Oakes' emphasis on quantitative data doesn't allow him much leeway for interpreting cultural processes, but it does allow him to paint a diverse picture of slaveholders in antebellum America. Working with data on some 500 planters (10 different counties, 50 planters each), Oakes determines that
- although the typical slave lived on a plantation with 20+ slaves, the typical slaveholder owned fewer than 20 slaves, so the majority of planters were smallholders, not aristocrats
- this means that slaveholder culture is actually driven by "men on the make," not comfy paternalist planters
- it also means that slave culture was developing on the edges of the South, where these smallholders could afford to buy land, rather than in the old tidewater regions
- and it means that if a distinctive slaveholding culture DID emerge, it was that of the smallholder trying to make a better life for himself and his family, with emphases on economic growth, sustained expansion, political democracy, and Protestantism.
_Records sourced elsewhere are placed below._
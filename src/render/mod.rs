//! Rendering pipeline: render list, tree builder, renderer backends, host.

pub mod list;
pub mod builder;
pub mod renderer;
pub mod recording;
pub mod host;

pub use list::{CornerRadius, Glyph, ImageSource, PathSegment, RenderCommand, RenderList, StackKind};
pub use builder::{RenderCx, RenderTreeBuilder};
pub use renderer::{Extent, FrameContext, Renderer, RendererParams};
pub use recording::{RecordedFrame, RecordingHandle, RecordingRenderer};
pub use host::RenderHost;
// ===========================================================================
// Tests
// ===========================================================================

#[cfg(test)]
mod tests {
    use super::*;
    use crate::widgets::Panel;

    /// Build a small test tree:
    /// ```text
    ///       root
    ///      /    \
    ///    a        b
    ///   / \
    ///  c   d
    /// ```
    fn build_tree() -> (ElementTree, [ElementId; 5]) {
        let mut tree = ElementTree::new(Arc::new(PropertyRegistry::new()));
        let root = tree.create(Panel::new());
        tree.set_root(root);
        let a = tree.create(Panel::new());
        let b = tree.create(Panel::new());
        let c = tree.create(Panel::new());
        let d = tree.create(Panel::new());
        tree.append_child(root, a);
        tree.append_child(root, b);
        tree.append_child(a, c);
        tree.append_child(a, d);
        (tree, [root, a, b, c, d])
    }

    // ── Structure ────────────────────────────────────────────────────

    #[test]
    fn append_sets_both_parents() {
        let (tree, [root, a, _, c, _]) = build_tree();
        assert_eq!(tree.visual_parent(a), Some(root));
        assert_eq!(tree.logical_parent(a), Some(root));
        assert_eq!(tree.visual_children(a)[0], c);
        assert_eq!(tree.logical_children(a)[0], c);
    }

    #[test]
    #[should_panic(expected = "already has a visual parent")]
    fn double_parent_panics() {
        let (mut tree, [_, a, b, c, _]) = build_tree();
        let _ = a;
        tree.append_child(b, c);
    }

    #[test]
    #[should_panic(expected = "cycle")]
    fn cycle_panics() {
        let (mut tree, [_, a, _, c, _]) = build_tree();
        let extra = tree.create(Panel::new());
        tree.append_child(c, extra);
        tree.remove_child(tree.visual_parent(a).unwrap(), a);
        tree.append_child(extra, a);
    }

    #[test]
    fn insert_child_respects_index() {
        let (mut tree, [_, a, _, c, d]) = build_tree();
        let e = tree.create(Panel::new());
        tree.insert_child(a, 1, e);
        assert_eq!(tree.visual_children(a), &[c, e, d]);
    }

    #[test]
    fn remove_child_is_noop_for_non_child() {
        let (mut tree, [root, _, b, c, _]) = build_tree();
        assert!(!tree.remove_child(b, c));
        assert!(!tree.remove_child(root, c));
        assert_eq!(tree.len(), 5);
    }

    #[test]
    fn remove_child_detaches_but_keeps_alive() {
        let (mut tree, [_, a, _, c, d]) = build_tree();
        assert!(tree.remove_child(a, c));
        assert!(tree.contains(c));
        assert_eq!(tree.visual_parent(c), None);
        assert_eq!(tree.logical_parent(c), None);
        assert_eq!(tree.visual_children(a), &[d]);
    }

    #[test]
    fn walks_are_pre_order() {
        let (tree, [root, a, b, c, d]) = build_tree();
        assert_eq!(tree.walk_visual(root), vec![root, a, c, d, b]);
        assert_eq!(tree.walk_logical(root), vec![root, a, c, d, b]);
        assert_eq!(tree.ancestors(c), vec![a, root]);
        assert!(tree.is_ancestor(root, d));
        assert!(!tree.is_ancestor(b, d));
    }

    // ── Destruction ──────────────────────────────────────────────────

    #[test]
    fn destroy_removes_owned_subtree() {
        let (mut tree, [root, a, b, c, d]) = build_tree();
        tree.destroy(a);
        assert!(!tree.contains(a));
        assert!(!tree.contains(c));
        assert!(!tree.contains(d));
        assert_eq!(tree.visual_children(root), &[b]);
        let destroyed = tree.take_destroyed();
        assert_eq!(destroyed.len(), 3);
        // Children are reported before their parent.
        assert_eq!(destroyed.last(), Some(&a));
    }

    #[test]
    fn destroy_detaches_borrowed_children() {
        let (mut tree, [_, _, b, _, _]) = build_tree();
        let borrowed = tree.create(Panel::new());
        tree.attach_child(b, borrowed);
        tree.destroy(b);
        assert!(tree.contains(borrowed));
        assert_eq!(tree.visual_parent(borrowed), None);
        assert_eq!(tree.logical_parent(borrowed), None);
        assert_eq!(tree.len(), 5);
    }

    #[test]
    fn destroy_takes_logical_only_children() {
        let (mut tree, [_, _, b, _, _]) = build_tree();
        let content = tree.create(Panel::new());
        tree.add_logical_child(b, content);
        assert_eq!(tree.inheritance_parent(content), Some(b));
        tree.destroy(b);
        assert!(!tree.contains(content));
    }

    #[test]
    fn destroy_root_clears_root() {
        let (mut tree, [root, ..]) = build_tree();
        tree.destroy(root);
        assert!(tree.root().is_none());
        assert!(tree.is_empty());
    }

    // ── Widgets and handlers ─────────────────────────────────────────

    #[test]
    fn widget_downcast() {
        let (mut tree, [root, ..]) = build_tree();
        assert!(tree.widget_as::<Panel>(root).is_some());
        assert_eq!(tree.type_name(root), Some("Panel"));
        let touched = tree.with_widget_mut::<Panel, _>(root, |_| 7);
        assert_eq!(touched, Some(7));
    }

    #[test]
    fn handlers_register_and_remove() {
        let (mut tree, [root, ..]) = build_tree();
        let h = tree
            .add_handler(root, crate::event::POINTER_DOWN, |_, _| {})
            .unwrap();
        assert_eq!(tree.handlers_for(root, crate::event::POINTER_DOWN).len(), 1);
        assert!(tree.remove_handler(root, h));
        assert!(!tree.remove_handler(root, h));
    }

    #[test]
    fn invalidate_visual_dedupes() {
        let (mut tree, [root, a, ..]) = build_tree();
        tree.take_visual_invalidations();
        tree.invalidate_visual(a);
        tree.invalidate_visual(a);
        tree.invalidate_visual(root);
        assert_eq!(tree.take_visual_invalidations(), vec![a, root]);
        assert!(tree.take_visual_invalidations().is_empty());
    }
}
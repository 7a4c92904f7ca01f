//! Widget system: the per-type behavior trait.

pub mod traits;

pub use traits::Widget;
This book is not without its problems - for one, culture is mysteriously undertheorized, and I'm not sure that sheer numerical dominance is enough to determine cultural dominance, especially since many of these smallholders acquired slaves specifically to to "share in a larger American experience." However, it does complicate slaveholder culture and disrupt the myth of the old South. While this book does not allow for much dialectical movement between slave culture, smallholder culture, and aristocratic planter culture, it opens up that possibility for future writers.